React Basics›Core· 35 min read
The Modern JavaScript React Needs
React leans on a handful of modern JS features. A quick recap so the rest of the course feels easy.
What you will learn
- Recall arrow functions and map
- Recall destructuring and spread
- Recall import/export
The five features you will use constantly
| Feature | Where React uses it |
|---|---|
| Arrow functions | Components, event handlers |
.map() | Rendering lists of items |
| Destructuring | Reading props and state |
Spread ... | Updating state immutably |
| import/export | Every component file |
You learned all of these in the JavaScript course — here they are in a React-flavoured nutshell:
// Arrow function component
const Hello = () => <h1>Hi</h1>;
// map a list to elements
const items = ["A", "B"].map(x => <li key={x}>{x}</li>);
// destructure props
function Card({ title, text }) { /* ... */ }
// spread to copy + update state
setUser({ ...user, name: "Asha" });
// import/export
import Button from './Button.js';Let us walk through each line, because you will type these shapes every single day in React:
- Arrow function component —
const Hello = () => <h1>Hi</h1>is just a short way to write a function that returns<h1>Hi</h1>. In React, a component is a function that returns markup, so this tiny line is a complete component. .map()—["A","B"].map(x => <li key={x}>{x}</li>)runs once for each item in the array and turns each one ("A", then"B") into an<li>. The result is an array of two<li>elements that React can show. This is how every list on screen is built.- Destructuring —
function Card({ title, text })pulls thetitleandtextvalues straight out of the props object, so you can writetitleinstead ofprops.title. Less typing, cleaner code. - Spread
...—setUser({ ...user, name: "Asha" })copies every field of the olduserobject, then overwrites justname. You get a brand-new object — important, because React wants you to make a new value rather than edit the old one. - import/export —
import Button from './Button.js'pulls a component out of another file so you can use it here. Every component lives in its own file and is imported where needed.

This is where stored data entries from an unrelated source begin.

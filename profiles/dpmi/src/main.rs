//! # SmartDOS - DOS Executable Entry
//!
//! Linked by the DOS extender toolchain together with its C runtime and
//! the AHCI driver; the runtime calls `main` once the program runs as a
//! DPMI client.

#![no_std]
#![no_main]

use core::ffi::{c_char, c_int, CStr};
use core::fmt::Write;
use core::panic::PanicInfo;
use smartdos_dpmi::ffi::ExternAhci;
use smartdos_dpmi::{ConsoleLogger, DiagConfig, Diagnostics, DosConsole};
use smartdos_hal::arch::current::{Dpmi, TscCounter};
use smartdos_hal::timer::BiosDelay;
use spin::{Mutex, Once};

/// Exit code after a panic
const PANIC_EXIT: u8 = 0xFF;

/// Exit code for bad command-line switches
const USAGE_EXIT: c_int = 1;

static BRIDGE: Once<Dpmi> = Once::new();
static LOGGER: ConsoleLogger = ConsoleLogger::new();
static AHCI: Mutex<ExternAhci> = Mutex::new(ExternAhci::new());
static DIAGNOSTICS: Mutex<Diagnostics> = Mutex::new(Diagnostics::new(DiagConfig::DEFAULT));

/// Program entry, called by the C runtime
#[no_mangle]
pub extern "C" fn main(argc: c_int, argv: *const *const c_char) -> c_int {
    // SAFETY: the extender starts us as a DPMI client with DS = ES
    let bridge: &'static Dpmi = BRIDGE.call_once(|| unsafe { Dpmi::new() });
    LOGGER.attach(bridge);

    let mut console = DosConsole::new(bridge);

    let argc = usize::try_from(argc).unwrap_or(0);
    let args = (1..argc).filter_map(|i| {
        // SAFETY: the runtime passes argc pointers to NUL-terminated strings
        let arg = unsafe { *argv.add(i) };
        if arg.is_null() {
            return None;
        }
        unsafe { CStr::from_ptr(arg) }.to_str().ok()
    });

    let config = match DiagConfig::from_args(args) {
        Ok(config) => config,
        Err(err) => {
            let _ = writeln!(console, "{}", err);
            let _ = writeln!(console, "Usage: SMARTDOS [/D:n] [/T:ms] [/Q] [/C] [/V]");
            return USAGE_EXIT;
        }
    };

    if LOGGER.install(config.log_level).is_err() {
        let _ = writeln!(console, "Logger already installed");
    }
    let version = bridge.version();
    log::info!("SmartDOS on DPMI {}.{:02}", version.major, version.minor);

    let counter = TscCounter::detect();
    let delay = BiosDelay::new(bridge);

    let mut diag = DIAGNOSTICS.lock();
    diag.configure(config);
    let mut ahci = AHCI.lock();
    let code = diag.run(&mut *ahci, &counter, &delay, &mut console);

    c_int::from(code)
}

#[panic_handler]
fn panic(info: &PanicInfo<'_>) -> ! {
    if let Some(bridge) = BRIDGE.get() {
        let mut console = DosConsole::new(bridge);
        let _ = writeln!(console, "\nSmartDOS panic: {}", info);
        let _ = console.terminate(PANIC_EXIT);
    }

    loop {
        core::hint::spin_loop();
    }
}
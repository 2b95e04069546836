//! # Attribute Catalogue
//!
//! Which attributes count as critical, and the names drives commonly use
//! for them.

/// Attributes whose raw counters point at media or interface trouble
///
/// Read error rate, reallocated sectors, seek error rate, spin-up retries,
/// soft read errors, end-to-end errors, uncorrectable errors, hardware ECC
/// recovered, reallocation events, pending sectors, offline uncorrectable,
/// UDMA CRC errors, write error rate, and soft read errors (vendor alias).
pub const CRITICAL_ATTRIBUTES: [u8; 14] = [
    1, 5, 7, 10, 13, 184, 187, 195, 196, 197, 198, 199, 200, 201,
];

/// Whether `id` belongs to the critical set
pub fn is_critical(id: u8) -> bool {
    CRITICAL_ATTRIBUTES.contains(&id)
}

/// Conventional name for an attribute identifier
pub fn known_attribute_name(id: u8) -> Option<&'static str> {
    let name = match id {
        1 => "Raw_Read_Error_Rate",
        2 => "Throughput_Performance",
        3 => "Spin_Up_Time",
        4 => "Start_Stop_Count",
        5 => "Reallocated_Sector_Ct",
        7 => "Seek_Error_Rate",
        8 => "Seek_Time_Performance",
        9 => "Power_On_Hours",
        10 => "Spin_Retry_Count",
        11 => "Calibration_Retry_Count",
        12 => "Power_Cycle_Count",
        13 => "Read_Soft_Error_Rate",
        183 => "Runtime_Bad_Block",
        184 => "End-to-End_Error",
        187 => "Reported_Uncorrect",
        188 => "Command_Timeout",
        189 => "High_Fly_Writes",
        190 => "Airflow_Temperature_Cel",
        191 => "G-Sense_Error_Rate",
        192 => "Power-Off_Retract_Count",
        193 => "Load_Cycle_Count",
        194 => "Temperature_Celsius",
        195 => "Hardware_ECC_Recovered",
        196 => "Reallocated_Event_Count",
        197 => "Current_Pending_Sector",
        198 => "Offline_Uncorrectable",
        199 => "UDMA_CRC_Error_Count",
        200 => "Multi_Zone_Error_Rate",
        201 => "Soft_Read_Error_Rate",
        240 => "Head_Flying_Hours",
        241 => "Total_LBAs_Written",
        242 => "Total_LBAs_Read",
        _ => return None,
    };
    Some(name)
}

#[cfg(test)]
mod tests {
    use super::*;

    #[test]
    fn test_critical_set_is_exact() {
        let critical = (0..=u8::MAX).filter(|&id| is_critical(id)).count();
        assert_eq!(critical, 14);

        for id in CRITICAL_ATTRIBUTES {
            assert!(is_critical(id));
        }
        for id in [0, 2, 3, 4, 9, 12, 194, 202, 255] {
            assert!(!is_critical(id));
        }
    }

    #[test]
    fn test_critical_attributes_are_named() {
        for id in CRITICAL_ATTRIBUTES {
            assert!(known_attribute_name(id).is_some(), "id {} unnamed", id);
        }
        assert_eq!(known_attribute_name(9), Some("Power_On_Hours"));
        assert_eq!(known_attribute_name(0), None);
        assert_eq!(known_attribute_name(100), None);
    }
}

Note: You do not need to memorise these — just recognise them. As they show up in later lessons, this table is your cheat-sheet.
Tip: If any of these feel shaky, revisit the Modern JavaScript (ES6+) and Array Methods lessons in the JavaScript course. Solid JS makes React click.
Q. Which array method does React use to turn a list of data into a list of elements?
Answer: .map() transforms each data item into a React element, returning an array React can render.
✍️ Practice
- Write an arrow-function component that returns a heading.
- Use
.map()to turn["Red","Green"]into an array of<li>elements (on paper or in JS).
🏠 Homework
- Review the JS ES6 lesson and list the features you feel you need more practice with.